Suite à la découverte d’une déchirure rétinienne, il peut être effectué un traitement au laser avant le décollement réel de la rétine. Cela réduira significativement les risques de décollement futurs potentiels et la récupération visuelle peut-être assez bonne dans le cas d’un traitement précoce.

S’il y a découverte d’un décollement de rétine lors de l’examen du fond d’œil, le traitement chirurgical sera nécessaire pour colmater les déchirures en vue d’une réapplication de la paroi rétinienne sur le globe oculaire. Cela peut être effectué par laser, cryothérapie, indentation sclérale, vitrectomie avec tamponnement intraoculaire. La récupération visuelle dépend des individus, du type et de la durée du décollement de rétine.

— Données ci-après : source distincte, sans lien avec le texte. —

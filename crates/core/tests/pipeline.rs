use docmerge_core::{
    GenerateError, Generator, GeneratorConfig, Row, RowErrorPolicy, StampError, Stamper, Template,
};
use docmerge_sheet::SheetError;
use rust_xlsxwriter::{Format, Workbook};
use std::cell::Cell;
use std::collections::BTreeSet;
use std::io::{Cursor, Read, Write};
use std::path::{Path, PathBuf};
use tempfile::{tempdir, TempDir};
use zip::write::SimpleFileOptions;
use zip::{ZipArchive, ZipWriter};

const TEMPLATE_BODY: &str = r#"<?xml version="1.0" encoding="UTF-8" standalone="yes"?><w:document xmlns:w="http://schemas.openxmlformats.org/wordprocessingml/2006/main"><w:body><w:p><w:r><w:t>Participant ${column['Id']}: ${Name}</w:t></w:r></w:p></w:body></w:document>"#;

struct Fixture {
    dir: TempDir,
}

impl Fixture {
    /// Workbook with a "Summary" sheet first and a "Data" sheet second.
    fn new(data: &[&[&str]]) -> Self {
        let dir = tempdir().unwrap();
        let mut workbook = Workbook::new();

        let summary = workbook.add_worksheet();
        summary.set_name("Summary").unwrap();
        summary.write_string(0, 0, "Id").unwrap();
        summary.write_string(1, 0, "summary-row").unwrap();

        let sheet = workbook.add_worksheet();
        sheet.set_name("Data").unwrap();
        for (r, cells) in data.iter().enumerate() {
            for (c, value) in cells.iter().enumerate() {
                if !value.is_empty() {
                    sheet.write_string(r as u32, c as u16, *value).unwrap();
                }
            }
        }
        workbook.save(dir.path().join("data.xlsx")).unwrap();

        std::fs::write(dir.path().join("template.docx"), docx(TEMPLATE_BODY)).unwrap();
        Self { dir }
    }

    fn out(&self) -> PathBuf {
        self.dir.path().join("out")
    }

    fn config(&self) -> GeneratorConfig {
        GeneratorConfig::new(
            self.dir.path().join("template.docx"),
            self.dir.path().join("data.xlsx"),
            "Id",
        )
        .with_output_dir(self.out())
        .with_sheet(Some("data".to_string()))
    }

    fn outputs(&self) -> BTreeSet<String> {
        match std::fs::read_dir(self.out()) {
            Ok(entries) => entries
                .map(|e| e.unwrap().file_name().to_string_lossy().into_owned())
                .collect(),
            Err(_) => BTreeSet::new(),
        }
    }
}

fn docx(document: &str) -> Vec<u8> {
    let mut writer = ZipWriter::new(Cursor::new(Vec::new()));
    writer
        .start_file("word/document.xml", SimpleFileOptions::default())
        .unwrap();
    writer.write_all(document.as_bytes()).unwrap();
    writer.finish().unwrap().into_inner()
}

fn document_text(path: &Path) -> String {
    let bytes = std::fs::read(path).unwrap();
    let mut archive = ZipArchive::new(Cursor::new(bytes)).unwrap();
    let mut entry = archive.by_name("word/document.xml").unwrap();
    let mut xml = String::new();
    entry.read_to_string(&mut xml).unwrap();
    xml
}

fn names(list: &[&str]) -> BTreeSet<String> {
    list.iter().map(|s| s.to_string()).collect()
}

/// Counts calls and fails rows whose Id is "bad"
#[derive(Default)]
struct RecordingStamper {
    calls: Cell<usize>,
}

impl Stamper for RecordingStamper {
    fn stamp(&self, _template: &Template, row: &Row) -> docmerge_stamper::Result<Vec<u8>> {
        self.calls.set(self.calls.get() + 1);
        if row.column("Id") == Some("bad") {
            return Err(StampError::Unresolved {
                expression: "Missing".to_string(),
            });
        }
        Ok(row.to_string().into_bytes())
    }
}

fn template() -> Template {
    Template::from_bytes(docx(TEMPLATE_BODY)).unwrap()
}

fn rows(list: &[&[(&str, &str)]]) -> Vec<Row> {
    list.iter().map(|pairs| pairs.iter().copied().collect()).collect()
}

#[test]
fn test_generates_one_document_per_row() {
    let fixture = Fixture::new(&[
        &["Id", "Name"],
        &["1", "Ann"],
        &["2", "Bob"],
    ]);

    let summary = Generator::with_docx(fixture.config()).run().unwrap();

    assert_eq!(summary.sheet, "Data");
    assert_eq!(summary.rows, 2);
    assert_eq!(summary.generated_count(), 2);
    assert_eq!(fixture.outputs(), names(&["1.docx", "2.docx"]));
    assert!(document_text(&fixture.out().join("1.docx")).contains("Participant 1: Ann"));
    assert!(document_text(&fixture.out().join("2.docx")).contains("Participant 2: Bob"));
}

#[test]
fn test_blank_rows_and_blank_keys_are_skipped() {
    let fixture = Fixture::new(&[
        &["Id", "Name"],
        &["1", "Ann"],
        &["", ""],
        &["", "No key"],
        &["   ", "Whitespace key"],
        &["5", "Eve"],
    ]);

    let summary = Generator::with_docx(fixture.config()).run().unwrap();

    assert_eq!(summary.skipped_blank_rows, 1);
    assert_eq!(summary.skipped_blank_keys, 2);
    assert_eq!(fixture.outputs(), names(&["1.docx", "5.docx"]));
}

#[test]
fn test_keys_that_are_not_file_names_are_skipped() {
    let dir = tempdir().unwrap();
    let out = dir.path().join("out");

    let config = GeneratorConfig::new("unused.docx", "unused.xlsx", "Id").with_output_dir(&out);
    let generator = Generator::new(config, RecordingStamper::default());
    let summary = generator
        .generate(
            &template(),
            &rows(&[
                &[("Id", "../escape")],
                &[("Id", "a/b")],
                &[("Id", "ok")],
            ]),
        )
        .unwrap();

    assert_eq!(summary.skipped_unsafe_keys, 2);
    assert_eq!(summary.generated, vec![out.join("ok.docx")]);
    assert!(!dir.path().join("escape.docx").exists());
    assert_eq!(generator.stamper().calls.get(), 1);
}

#[test]
fn test_output_named_after_formatted_key() {
    let dir = tempdir().unwrap();
    let mut workbook = Workbook::new();
    let sheet = workbook.add_worksheet();
    sheet.write_string(0, 0, "Id").unwrap();
    sheet.write_string(0, 1, "Name").unwrap();
    sheet
        .write_number_with_format(1, 0, 42, &Format::new().set_num_format("00000"))
        .unwrap();
    sheet.write_string(1, 1, "Ann").unwrap();
    workbook.save(dir.path().join("data.xlsx")).unwrap();
    std::fs::write(dir.path().join("template.docx"), docx(TEMPLATE_BODY)).unwrap();

    let out = dir.path().join("out");
    let config = GeneratorConfig::new(
        dir.path().join("template.docx"),
        dir.path().join("data.xlsx"),
        "Id",
    )
    .with_output_dir(&out);
    let summary = Generator::with_docx(config).run().unwrap();

    assert_eq!(summary.generated, vec![out.join("00042.docx")]);
    assert!(document_text(&out.join("00042.docx")).contains("Participant 00042: Ann"));
}

#[test]
fn test_all_rows_skipped_creates_no_output_dir() {
    let fixture = Fixture::new(&[&["Id", "Name"], &["", "Ann"]]);

    let summary = Generator::with_docx(fixture.config()).run().unwrap();

    assert_eq!(summary.generated_count(), 0);
    assert!(!fixture.out().exists());
}

#[test]
fn test_existing_output_is_left_untouched() {
    let dir = tempdir().unwrap();
    std::fs::write(dir.path().join("1.docx"), b"keep me").unwrap();

    let config = GeneratorConfig::new("unused.docx", "unused.xlsx", "Id").with_output_dir(dir.path());
    let generator = Generator::new(config, RecordingStamper::default());
    let summary = generator
        .generate(&template(), &rows(&[&[("Id", "1")], &[("Id", "2")]]))
        .unwrap();

    assert_eq!(summary.skipped_existing, 1);
    assert_eq!(summary.generated, vec![dir.path().join("2.docx")]);
    assert_eq!(std::fs::read(dir.path().join("1.docx")).unwrap(), b"keep me");
    // Only the second row reached the stamper
    assert_eq!(generator.stamper().calls.get(), 1);
}

#[test]
fn test_replace_regenerates_existing_output() {
    let fixture = Fixture::new(&[&["Id", "Name"], &["1", "Ann"]]);
    std::fs::create_dir_all(fixture.out()).unwrap();
    std::fs::write(fixture.out().join("1.docx"), b"stale").unwrap();

    let summary = Generator::with_docx(fixture.config().with_replace(true))
        .run()
        .unwrap();

    assert_eq!(summary.generated_count(), 1);
    assert_eq!(summary.skipped_existing, 0);
    assert!(document_text(&fixture.out().join("1.docx")).contains("Participant 1: Ann"));
}

#[test]
fn test_second_run_without_replace_is_noop() {
    let fixture = Fixture::new(&[
        &["Id", "Name"],
        &["1", "Ann"],
        &["2", "Bob"],
    ]);

    let first = Generator::with_docx(fixture.config()).run().unwrap();
    let files_after_first = fixture.outputs();
    let bytes_after_first = std::fs::read(fixture.out().join("1.docx")).unwrap();

    let second = Generator::with_docx(fixture.config()).run().unwrap();

    assert_eq!(first.generated_count(), 2);
    assert_eq!(second.generated_count(), 0);
    assert_eq!(second.skipped_existing, 2);
    assert_eq!(fixture.outputs(), files_after_first);
    assert_eq!(
        std::fs::read(fixture.out().join("1.docx")).unwrap(),
        bytes_after_first
    );
}

#[test]
fn test_first_row_only_produces_first_eligible_row() {
    let fixture = Fixture::new(&[
        &["Id", "Name"],
        &["", ""],
        &["", "No key"],
        &["1", "Already there"],
        &["2", "Bob"],
        &["3", "Cid"],
        &["4", "Dee"],
    ]);
    std::fs::create_dir_all(fixture.out()).unwrap();
    std::fs::write(fixture.out().join("1.docx"), b"existing").unwrap();

    let summary = Generator::with_docx(fixture.config().with_first_row_only(true))
        .run()
        .unwrap();

    assert!(summary.stopped_early);
    assert_eq!(summary.generated, vec![fixture.out().join("2.docx")]);
    assert_eq!(fixture.outputs(), names(&["1.docx", "2.docx"]));
}

#[test]
fn test_default_sheet_is_first() {
    let fixture = Fixture::new(&[&["Id", "Name"], &["1", "Ann"]]);

    let summary = Generator::with_docx(fixture.config().with_sheet(None))
        .run()
        .unwrap();

    assert_eq!(summary.sheet, "Summary");
    assert_eq!(fixture.outputs(), names(&["summary-row.docx"]));
}

#[test]
fn test_unknown_sheet_aborts_before_any_output() {
    let fixture = Fixture::new(&[&["Id", "Name"], &["1", "Ann"]]);

    let err = Generator::with_docx(fixture.config().with_sheet(Some("Totals".into())))
        .run()
        .unwrap_err();

    assert!(matches!(
        err,
        GenerateError::Sheet(SheetError::SheetNotFound { .. })
    ));
    assert!(!fixture.out().exists());
}

#[test]
fn test_missing_template_is_fatal() {
    let fixture = Fixture::new(&[&["Id", "Name"], &["1", "Ann"]]);
    std::fs::remove_file(fixture.dir.path().join("template.docx")).unwrap();

    let err = Generator::with_docx(fixture.config()).run().unwrap_err();

    assert!(matches!(err, GenerateError::Template { .. }));
    assert!(fixture.outputs().is_empty());
}

#[test]
fn test_stamp_failure_aborts_by_default() {
    let dir = tempdir().unwrap();
    let config = GeneratorConfig::new("unused.docx", "unused.xlsx", "Id").with_output_dir(dir.path());
    let generator = Generator::new(config, RecordingStamper::default());

    let err = generator
        .generate(
            &template(),
            &rows(&[&[("Id", "1")], &[("Id", "bad")], &[("Id", "3")]]),
        )
        .unwrap_err();

    assert!(matches!(err, GenerateError::Stamp { ref key, .. } if key == "bad"));
    assert!(dir.path().join("1.docx").exists());
    assert!(!dir.path().join("bad.docx").exists());
    assert!(!dir.path().join("3.docx").exists());
}

#[test]
fn test_stamp_failure_isolated_when_skipping() {
    let dir = tempdir().unwrap();
    let config = GeneratorConfig::new("unused.docx", "unused.xlsx", "Id")
        .with_output_dir(dir.path())
        .with_row_errors(RowErrorPolicy::Skip);
    let generator = Generator::new(config, RecordingStamper::default());

    let summary = generator
        .generate(
            &template(),
            &rows(&[&[("Id", "1")], &[("Id", "bad")], &[("Id", "3")]]),
        )
        .unwrap();

    assert_eq!(summary.generated_count(), 2);
    assert_eq!(summary.failure_count(), 1);
    assert_eq!(summary.failures[0].key, "bad");
    assert!(!dir.path().join("bad.docx").exists());
}

#[test]
fn test_first_row_only_skips_past_isolated_failure() {
    let dir = tempdir().unwrap();
    let config = GeneratorConfig::new("unused.docx", "unused.xlsx", "Id")
        .with_output_dir(dir.path())
        .with_row_errors(RowErrorPolicy::Skip)
        .with_first_row_only(true);
    let generator = Generator::new(config, RecordingStamper::default());

    let summary = generator
        .generate(
            &template(),
            &rows(&[&[("Id", "bad")], &[("Id", "2")], &[("Id", "3")]]),
        )
        .unwrap();

    assert_eq!(summary.generated, vec![dir.path().join("2.docx")]);
    assert_eq!(summary.failure_count(), 1);
}

#[test]
fn test_summary_serializes_to_json() {
    let dir = tempdir().unwrap();
    let config = GeneratorConfig::new("unused.docx", "unused.xlsx", "Id").with_output_dir(dir.path());
    let generator = Generator::new(config, RecordingStamper::default());
    let summary = generator
        .generate(&template(), &rows(&[&[("Id", "1")], &[]]))
        .unwrap();

    let json = serde_json::to_value(&summary).unwrap();
    assert_eq!(json["rows"], 2);
    assert_eq!(json["skipped_blank_rows"], 1);
    assert_eq!(json["generated"].as_array().unwrap().len(), 1);
}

On estime un taux de succès de 70 à 80 % lors d’une déchirure ou décollement de rétine, cependant, il est fréquent d’observer le développement d’une cataracte les mois suivant l’opération. Une deuxième chirurgie peut donc être nécessaire pour le patient.

Les maladies héréditaires

Il existe plusieurs maladies héréditaires de la rétine, souvent génétiques. De nombreuses recherches sont menées autour de la thérapie génique, les cellules souches ou encore les implants rétiniens.

La rétinite pigmentaire

Cas le plus fréquent (1/3500 personnes touchés), elle reprend plusieurs pathologies à la fois qui engendrent une baisse de la vue par faible luminosité, avant d’évoluer vers une diminution de la vue périphérique le jour, conduisant petit à petit vers la cécité.

L’amaurose congénitale de Leber et la maladie de Stragardt

Cas les plus fréquents de cécité chez les enfant aveugles (10 à 20 %). Ce sont des maladies incurables pour lesquelles seuls des soins palliatifs existent. La recherche continue à ce niveau, mais rien ne fait encore état d’avancée thérapeutique.